INSTRUCTIONS FOR THE TASK:
Look through the data below. Pick out the lines holding the string "BridgeRuntime".

TASK INPUT:
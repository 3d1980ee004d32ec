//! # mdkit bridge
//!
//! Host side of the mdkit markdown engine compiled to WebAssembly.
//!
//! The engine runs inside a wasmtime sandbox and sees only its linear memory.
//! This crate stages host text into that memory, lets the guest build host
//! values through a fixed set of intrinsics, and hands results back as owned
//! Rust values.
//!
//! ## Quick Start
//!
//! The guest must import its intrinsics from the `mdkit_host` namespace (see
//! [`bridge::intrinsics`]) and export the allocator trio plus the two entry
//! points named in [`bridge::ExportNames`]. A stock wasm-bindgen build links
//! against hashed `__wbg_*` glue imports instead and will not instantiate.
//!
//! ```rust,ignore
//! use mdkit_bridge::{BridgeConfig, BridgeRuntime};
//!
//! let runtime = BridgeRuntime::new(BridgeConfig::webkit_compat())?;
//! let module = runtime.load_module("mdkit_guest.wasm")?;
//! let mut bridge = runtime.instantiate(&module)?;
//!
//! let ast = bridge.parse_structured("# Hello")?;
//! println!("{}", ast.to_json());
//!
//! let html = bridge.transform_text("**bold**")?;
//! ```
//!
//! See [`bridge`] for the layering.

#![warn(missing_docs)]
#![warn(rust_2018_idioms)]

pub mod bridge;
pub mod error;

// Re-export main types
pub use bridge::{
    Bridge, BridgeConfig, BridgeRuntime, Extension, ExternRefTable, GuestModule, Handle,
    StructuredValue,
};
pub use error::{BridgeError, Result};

RESPONSE TO THE EXERCISE:
//! use mdkit_bridge::{BridgeConfig, BridgeRuntime};
//! let runtime = BridgeRuntime::new(BridgeConfig::webkit_compat())?;
    Bridge, BridgeConfig, BridgeRuntime, Extension, ExternRefTable, GuestModule, Handle,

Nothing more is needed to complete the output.